**YOUR TASK**
Down to the last line, restate the material below exactly.

**GIVEN ENTRIES**
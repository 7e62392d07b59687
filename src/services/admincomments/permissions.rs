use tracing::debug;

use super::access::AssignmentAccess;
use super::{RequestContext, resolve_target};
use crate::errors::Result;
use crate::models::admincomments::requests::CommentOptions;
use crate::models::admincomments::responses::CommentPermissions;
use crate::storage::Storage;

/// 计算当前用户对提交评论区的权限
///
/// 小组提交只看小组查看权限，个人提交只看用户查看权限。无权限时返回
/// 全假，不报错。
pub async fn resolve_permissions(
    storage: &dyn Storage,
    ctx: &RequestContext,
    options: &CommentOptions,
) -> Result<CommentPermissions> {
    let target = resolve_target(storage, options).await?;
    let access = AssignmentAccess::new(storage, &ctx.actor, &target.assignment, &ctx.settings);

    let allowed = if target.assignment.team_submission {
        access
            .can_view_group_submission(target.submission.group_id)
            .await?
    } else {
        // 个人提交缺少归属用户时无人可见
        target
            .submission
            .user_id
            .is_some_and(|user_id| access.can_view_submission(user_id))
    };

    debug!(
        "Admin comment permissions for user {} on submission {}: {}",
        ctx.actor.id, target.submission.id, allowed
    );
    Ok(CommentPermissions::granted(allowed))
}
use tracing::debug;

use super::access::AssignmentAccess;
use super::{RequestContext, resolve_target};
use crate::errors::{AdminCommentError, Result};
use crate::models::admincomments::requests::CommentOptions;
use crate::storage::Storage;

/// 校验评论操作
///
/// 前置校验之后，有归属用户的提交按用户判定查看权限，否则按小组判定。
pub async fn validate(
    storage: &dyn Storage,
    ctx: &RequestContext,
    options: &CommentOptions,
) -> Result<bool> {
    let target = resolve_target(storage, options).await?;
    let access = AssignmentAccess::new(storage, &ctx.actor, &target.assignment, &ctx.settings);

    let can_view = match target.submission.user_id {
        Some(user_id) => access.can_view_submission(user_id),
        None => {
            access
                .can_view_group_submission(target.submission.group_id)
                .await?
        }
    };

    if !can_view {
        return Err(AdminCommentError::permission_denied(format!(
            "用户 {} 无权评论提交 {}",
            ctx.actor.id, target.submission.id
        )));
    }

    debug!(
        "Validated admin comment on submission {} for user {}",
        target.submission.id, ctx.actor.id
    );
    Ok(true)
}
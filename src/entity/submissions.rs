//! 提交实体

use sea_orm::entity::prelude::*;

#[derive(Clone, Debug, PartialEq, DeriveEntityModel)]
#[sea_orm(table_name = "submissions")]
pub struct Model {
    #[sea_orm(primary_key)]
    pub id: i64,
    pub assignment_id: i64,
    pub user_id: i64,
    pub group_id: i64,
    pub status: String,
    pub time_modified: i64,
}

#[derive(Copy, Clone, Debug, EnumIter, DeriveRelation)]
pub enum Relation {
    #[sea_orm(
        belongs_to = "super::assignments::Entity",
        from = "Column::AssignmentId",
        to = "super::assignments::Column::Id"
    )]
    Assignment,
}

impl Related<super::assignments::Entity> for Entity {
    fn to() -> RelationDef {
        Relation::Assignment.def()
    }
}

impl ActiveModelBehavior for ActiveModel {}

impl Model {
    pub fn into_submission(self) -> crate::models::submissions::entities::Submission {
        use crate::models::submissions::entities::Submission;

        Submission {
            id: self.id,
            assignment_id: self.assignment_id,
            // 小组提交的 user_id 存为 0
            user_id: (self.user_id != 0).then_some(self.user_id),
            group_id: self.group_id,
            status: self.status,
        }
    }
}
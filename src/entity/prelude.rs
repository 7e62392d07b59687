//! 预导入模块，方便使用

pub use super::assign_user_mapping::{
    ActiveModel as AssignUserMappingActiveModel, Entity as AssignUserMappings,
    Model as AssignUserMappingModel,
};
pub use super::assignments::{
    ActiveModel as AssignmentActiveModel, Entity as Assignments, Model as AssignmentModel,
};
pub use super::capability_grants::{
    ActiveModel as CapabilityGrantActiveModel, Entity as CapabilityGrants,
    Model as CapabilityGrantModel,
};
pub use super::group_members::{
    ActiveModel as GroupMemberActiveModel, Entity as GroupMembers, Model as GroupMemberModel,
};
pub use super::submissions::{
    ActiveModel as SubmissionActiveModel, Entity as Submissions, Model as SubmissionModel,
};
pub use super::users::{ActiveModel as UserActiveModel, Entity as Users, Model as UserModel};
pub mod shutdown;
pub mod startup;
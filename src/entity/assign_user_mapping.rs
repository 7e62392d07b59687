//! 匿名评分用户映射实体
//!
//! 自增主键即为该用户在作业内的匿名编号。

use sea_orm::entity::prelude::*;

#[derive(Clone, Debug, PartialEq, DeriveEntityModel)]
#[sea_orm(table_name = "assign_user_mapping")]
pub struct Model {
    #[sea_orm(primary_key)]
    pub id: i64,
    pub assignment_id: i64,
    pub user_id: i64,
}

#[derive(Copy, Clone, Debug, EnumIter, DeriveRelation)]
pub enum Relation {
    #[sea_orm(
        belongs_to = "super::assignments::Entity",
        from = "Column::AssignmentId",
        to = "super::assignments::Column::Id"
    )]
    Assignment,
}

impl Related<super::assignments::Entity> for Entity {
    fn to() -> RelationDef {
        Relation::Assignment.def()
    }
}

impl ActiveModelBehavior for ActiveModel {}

**RESPONSE AREA**
repository 7e62392d07b59687
filename src/services/admincomments/permissions.rs
use tracing::debug;

use super::access::AssignmentAccess;
use super::{RequestContext, resolve_target};
use crate::errors::Result;
use crate::models::admincomments::requests::CommentOptions;
use crate::models::admincomments::responses::CommentPermissions;
use crate::storage::Storage;

/// 计算当前用户对提交评论区的权限
///
/// 小组提交只看小组查看权限，个人提交只看用户查看权限。无权限时返回
/// 全假，不报错。
pub async fn resolve_permissions(
    storage: &dyn Storage,
    ctx: &RequestContext,
    options: &CommentOptions,
) -> Result<CommentPermissions> {
    let target = resolve_target(storage, options).await?;
    let access = AssignmentAccess::new(storage, &ctx.actor, &target.assignment, &ctx.settings);

    let allowed = if target.assignment.team_submission {
        access
            .can_view_group_submission(target.submission.group_id)
            .await?
    } else {
        // 个人提交缺少归属用户时无人可见
        target
            .submission
            .user_id
            .is_some_and(|user_id| access.can_view_submission(user_id))
    };

    debug!(
        "Admin comment permissions for user {} on submission {}: {}",
        ctx.actor.id, target.submission.id, allowed
    );
    Ok(CommentPermissions::granted(allowed))
}
use tracing::debug;

use super::access::AssignmentAccess;
use super::{RequestContext, resolve_target};
use crate::errors::{AdminCommentError, Result};
use crate::models::admincomments::requests::CommentOptions;
use crate::storage::Storage;

/// 校验评论操作
///
/// 前置校验之后，有归属用户的提交按用户判定查看权限，否则按小组判定。
pub async fn validate(
    storage: &dyn Storage,
    ctx: &RequestContext,
    options: &CommentOptions,
) -> Result<bool> {
    let target = resolve_target(storage, options).await?;
    let access = AssignmentAccess::new(storage, &ctx.actor, &target.assignment, &ctx.settings);

    let can_view = match target.submission.user_id {
        Some(user_id) => access.can_view_submission(user_id),
        None => {
            access
                .can_view_group_submission(target.submission.group_id)
                .await?
        }
    };

    if !can_view {
        return Err(AdminCommentError::permission_denied(format!(
            "用户 {} 无权评论提交 {}",
            ctx.actor.id, target.submission.id
        )));
    }

    debug!(
        "Validated admin comment on submission {} for user {}",
        target.submission.id, ctx.actor.id
    );
    Ok(true)
}
filename src/entity/submissions.rs
//! 提交实体

use sea_orm::entity::prelude::*;

#[derive(Clone, Debug, PartialEq, DeriveEntityModel)]
#[sea_orm(table_name = "submissions")]
pub struct Model {
    #[sea_orm(primary_key)]
    pub id: i64,
    pub assignment_id: i64,
    pub user_id: i64,
    pub group_id: i64,
    pub status: String,
    pub time_modified: i64,
}

#[derive(Copy, Clone, Debug, EnumIter, DeriveRelation)]
pub enum Relation {
    #[sea_orm(
        belongs_to = "super::assignments::Entity",
        from = "Column::AssignmentId",
        to = "super::assignments::Column::Id"
    )]
    Assignment,
}

impl Related<super::assignments::Entity> for Entity {
    fn to() -> RelationDef {
        Relation::Assignment.def()
    }
}

impl ActiveModelBehavior for ActiveModel {}

impl Model {
    pub fn into_submission(self) -> crate::models::submissions::entities::Submission {
        use crate::models::submissions::entities::Submission;

        Submission {
            id: self.id,
            assignment_id: self.assignment_id,
            // 小组提交的 user_id 存为 0
            user_id: (self.user_id != 0).then_some(self.user_id),
            group_id: self.group_id,
            status: self.status,
        }
    }
}
filename src/entity/prelude.rs
repository 7e62392d07b59687
//! 预导入模块，方便使用

pub use super::assign_user_mapping::{
    ActiveModel as AssignUserMappingActiveModel, Entity as AssignUserMappings,
    Model as AssignUserMappingModel,
};
pub use super::assignments::{
    ActiveModel as AssignmentActiveModel, Entity as Assignments, Model as AssignmentModel,
};
pub use super::capability_grants::{
    ActiveModel as CapabilityGrantActiveModel, Entity as CapabilityGrants,
    Model as CapabilityGrantModel,
};
pub use super::group_members::{
    ActiveModel as GroupMemberActiveModel, Entity as GroupMembers, Model as GroupMemberModel,
};
pub use super::submissions::{
    ActiveModel as SubmissionActiveModel, Entity as Submissions, Model as SubmissionModel,
};
pub use super::users::{ActiveModel as UserActiveModel, Entity as Users, Model as UserModel};
pub mod shutdown;
pub mod startup;
filename src/entity/assign_user_mapping.rs
repository 7e62392d07b59687
//! 匿名评分用户映射实体
//!
//! 自增主键即为该用户在作业内的匿名编号。

use sea_orm::entity::prelude::*;

#[derive(Clone, Debug, PartialEq, DeriveEntityModel)]
#[sea_orm(table_name = "assign_user_mapping")]
pub struct Model {
    #[sea_orm(primary_key)]
    pub id: i64,
    pub assignment_id: i64,
    pub user_id: i64,
}

#[derive(Copy, Clone, Debug, EnumIter, DeriveRelation)]
pub enum Relation {
    #[sea_orm(
        belongs_to = "super::assignments::Entity",
        from = "Column::AssignmentId",
        to = "super::assignments::Column::Id"
    )]
    Assignment,
}

impl Related<super::assignments::Entity> for Entity {
    fn to() -> RelationDef {
        Relation::Assignment.def()
    }
}

impl ActiveModelBehavior for ActiveModel {}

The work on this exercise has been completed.